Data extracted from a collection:
━━━━━━━━━━
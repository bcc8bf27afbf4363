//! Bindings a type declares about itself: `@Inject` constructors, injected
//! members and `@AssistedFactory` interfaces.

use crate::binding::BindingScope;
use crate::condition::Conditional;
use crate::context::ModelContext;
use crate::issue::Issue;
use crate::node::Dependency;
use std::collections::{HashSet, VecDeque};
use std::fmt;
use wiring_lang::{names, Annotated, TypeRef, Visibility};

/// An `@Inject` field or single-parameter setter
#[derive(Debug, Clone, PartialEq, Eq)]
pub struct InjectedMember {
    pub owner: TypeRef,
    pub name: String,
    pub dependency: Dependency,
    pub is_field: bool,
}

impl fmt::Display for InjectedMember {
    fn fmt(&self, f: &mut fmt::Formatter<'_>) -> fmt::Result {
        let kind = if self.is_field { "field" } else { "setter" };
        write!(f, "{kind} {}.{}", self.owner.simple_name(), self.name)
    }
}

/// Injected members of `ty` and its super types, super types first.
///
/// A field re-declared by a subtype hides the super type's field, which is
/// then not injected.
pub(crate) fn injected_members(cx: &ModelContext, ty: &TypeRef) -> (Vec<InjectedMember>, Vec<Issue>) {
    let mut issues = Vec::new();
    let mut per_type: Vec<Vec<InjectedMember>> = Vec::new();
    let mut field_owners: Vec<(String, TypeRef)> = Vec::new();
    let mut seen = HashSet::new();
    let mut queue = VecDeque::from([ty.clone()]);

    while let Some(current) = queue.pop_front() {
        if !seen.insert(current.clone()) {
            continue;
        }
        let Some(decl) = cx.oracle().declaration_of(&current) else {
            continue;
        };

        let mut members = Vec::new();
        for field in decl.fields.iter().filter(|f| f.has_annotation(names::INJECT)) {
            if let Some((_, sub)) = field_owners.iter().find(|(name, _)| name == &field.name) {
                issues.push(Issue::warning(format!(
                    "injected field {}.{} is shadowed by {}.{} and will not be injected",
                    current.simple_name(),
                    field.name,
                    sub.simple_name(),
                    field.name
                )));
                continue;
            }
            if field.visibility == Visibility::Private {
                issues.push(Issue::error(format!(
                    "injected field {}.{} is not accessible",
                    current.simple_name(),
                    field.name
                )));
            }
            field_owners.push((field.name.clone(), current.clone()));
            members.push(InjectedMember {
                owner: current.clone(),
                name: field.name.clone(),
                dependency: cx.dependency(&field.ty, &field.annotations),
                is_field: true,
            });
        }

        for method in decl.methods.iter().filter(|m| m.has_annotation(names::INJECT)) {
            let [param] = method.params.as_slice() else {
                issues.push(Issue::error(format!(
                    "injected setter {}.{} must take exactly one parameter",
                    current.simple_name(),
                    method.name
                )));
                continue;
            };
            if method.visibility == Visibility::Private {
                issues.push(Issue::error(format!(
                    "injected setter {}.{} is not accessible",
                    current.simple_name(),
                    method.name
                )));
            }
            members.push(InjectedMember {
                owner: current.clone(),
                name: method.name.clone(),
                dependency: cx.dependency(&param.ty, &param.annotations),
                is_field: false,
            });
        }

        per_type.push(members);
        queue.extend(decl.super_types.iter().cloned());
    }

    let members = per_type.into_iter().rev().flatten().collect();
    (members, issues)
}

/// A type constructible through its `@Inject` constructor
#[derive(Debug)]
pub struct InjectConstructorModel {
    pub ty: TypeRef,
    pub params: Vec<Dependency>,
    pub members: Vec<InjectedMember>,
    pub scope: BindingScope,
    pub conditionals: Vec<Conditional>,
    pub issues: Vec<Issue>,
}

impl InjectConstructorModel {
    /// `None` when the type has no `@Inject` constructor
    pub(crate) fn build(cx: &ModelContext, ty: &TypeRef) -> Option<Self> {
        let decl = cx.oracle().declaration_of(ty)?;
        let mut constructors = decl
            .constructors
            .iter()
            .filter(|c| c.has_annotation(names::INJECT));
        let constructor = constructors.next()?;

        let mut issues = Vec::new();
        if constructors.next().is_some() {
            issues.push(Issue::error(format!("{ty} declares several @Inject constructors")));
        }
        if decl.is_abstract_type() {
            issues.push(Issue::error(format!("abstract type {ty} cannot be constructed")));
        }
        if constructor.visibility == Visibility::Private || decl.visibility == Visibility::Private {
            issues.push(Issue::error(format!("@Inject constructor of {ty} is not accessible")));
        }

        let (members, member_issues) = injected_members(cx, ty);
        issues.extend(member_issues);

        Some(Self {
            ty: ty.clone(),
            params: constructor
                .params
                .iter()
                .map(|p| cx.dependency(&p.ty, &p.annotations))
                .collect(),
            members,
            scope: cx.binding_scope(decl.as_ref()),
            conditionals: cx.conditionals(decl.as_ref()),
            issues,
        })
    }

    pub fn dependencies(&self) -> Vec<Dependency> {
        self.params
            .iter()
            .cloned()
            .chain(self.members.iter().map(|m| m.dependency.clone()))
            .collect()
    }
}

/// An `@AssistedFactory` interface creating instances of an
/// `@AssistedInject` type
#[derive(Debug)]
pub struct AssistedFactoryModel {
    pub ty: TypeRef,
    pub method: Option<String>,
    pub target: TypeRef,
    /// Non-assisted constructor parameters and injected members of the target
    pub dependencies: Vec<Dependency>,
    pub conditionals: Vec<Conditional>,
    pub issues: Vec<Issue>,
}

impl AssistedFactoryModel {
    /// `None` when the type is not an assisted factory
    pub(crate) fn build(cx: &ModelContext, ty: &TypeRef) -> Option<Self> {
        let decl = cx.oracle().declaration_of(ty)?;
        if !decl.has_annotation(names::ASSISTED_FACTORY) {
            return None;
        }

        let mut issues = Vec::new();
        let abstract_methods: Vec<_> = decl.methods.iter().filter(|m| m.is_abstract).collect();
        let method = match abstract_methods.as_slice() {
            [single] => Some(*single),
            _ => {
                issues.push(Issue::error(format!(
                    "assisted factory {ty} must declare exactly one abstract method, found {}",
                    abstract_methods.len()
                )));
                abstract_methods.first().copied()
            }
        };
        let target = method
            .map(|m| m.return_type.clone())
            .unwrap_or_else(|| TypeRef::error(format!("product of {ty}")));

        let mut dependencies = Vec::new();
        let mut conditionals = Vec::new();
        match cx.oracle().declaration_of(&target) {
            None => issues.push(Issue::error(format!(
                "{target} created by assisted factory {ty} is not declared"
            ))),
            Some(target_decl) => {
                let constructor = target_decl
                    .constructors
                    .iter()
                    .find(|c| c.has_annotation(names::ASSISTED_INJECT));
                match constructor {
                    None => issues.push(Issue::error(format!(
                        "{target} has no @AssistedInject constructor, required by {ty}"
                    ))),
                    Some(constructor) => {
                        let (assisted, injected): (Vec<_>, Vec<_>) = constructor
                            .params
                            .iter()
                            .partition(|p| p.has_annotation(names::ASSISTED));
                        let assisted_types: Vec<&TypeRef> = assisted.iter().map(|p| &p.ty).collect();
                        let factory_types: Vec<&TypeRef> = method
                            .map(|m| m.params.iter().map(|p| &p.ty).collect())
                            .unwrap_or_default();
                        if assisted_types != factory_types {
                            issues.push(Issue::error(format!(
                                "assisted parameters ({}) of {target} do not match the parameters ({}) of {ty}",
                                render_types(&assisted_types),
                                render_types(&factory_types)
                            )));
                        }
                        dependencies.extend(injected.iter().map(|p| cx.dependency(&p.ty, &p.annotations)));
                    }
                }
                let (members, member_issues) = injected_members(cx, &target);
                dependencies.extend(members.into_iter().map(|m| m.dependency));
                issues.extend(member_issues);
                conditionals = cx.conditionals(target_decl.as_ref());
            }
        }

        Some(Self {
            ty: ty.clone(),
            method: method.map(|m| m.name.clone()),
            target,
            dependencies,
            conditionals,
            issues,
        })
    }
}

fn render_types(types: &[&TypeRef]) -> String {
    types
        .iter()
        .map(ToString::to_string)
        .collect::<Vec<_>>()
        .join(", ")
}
━━━━━━━━━━
*What this task involves*.
Starting at the top of the data above, repeat every line exactly until the line containing "for field in" has been given, then stop.

*Written reply*.
repository bcc8bf27afbf4363
//! Bindings a type declares about itself: `@Inject` constructors, injected
//! members and `@AssistedFactory` interfaces.

use crate::binding::BindingScope;
use crate::condition::Conditional;
use crate::context::ModelContext;
use crate::issue::Issue;
use crate::node::Dependency;
use std::collections::{HashSet, VecDeque};
use std::fmt;
use wiring_lang::{names, Annotated, TypeRef, Visibility};

/// An `@Inject` field or single-parameter setter
#[derive(Debug, Clone, PartialEq, Eq)]
pub struct InjectedMember {
    pub owner: TypeRef,
    pub name: String,
    pub dependency: Dependency,
    pub is_field: bool,
}

impl fmt::Display for InjectedMember {
    fn fmt(&self, f: &mut fmt::Formatter<'_>) -> fmt::Result {
        let kind = if self.is_field { "field" } else { "setter" };
        write!(f, "{kind} {}.{}", self.owner.simple_name(), self.name)
    }
}

/// Injected members of `ty` and its super types, super types first.
///
/// A field re-declared by a subtype hides the super type's field, which is
/// then not injected.
pub(crate) fn injected_members(cx: &ModelContext, ty: &TypeRef) -> (Vec<InjectedMember>, Vec<Issue>) {
    let mut issues = Vec::new();
    let mut per_type: Vec<Vec<InjectedMember>> = Vec::new();
    let mut field_owners: Vec<(String, TypeRef)> = Vec::new();
    let mut seen = HashSet::new();
    let mut queue = VecDeque::from([ty.clone()]);

    while let Some(current) = queue.pop_front() {
        if !seen.insert(current.clone()) {
            continue;
        }
        let Some(decl) = cx.oracle().declaration_of(&current) else {
            continue;
        };

        let mut members = Vec::new();
        for field in decl.fields.iter().filter(|f| f.has_annotation(names::INJECT)) {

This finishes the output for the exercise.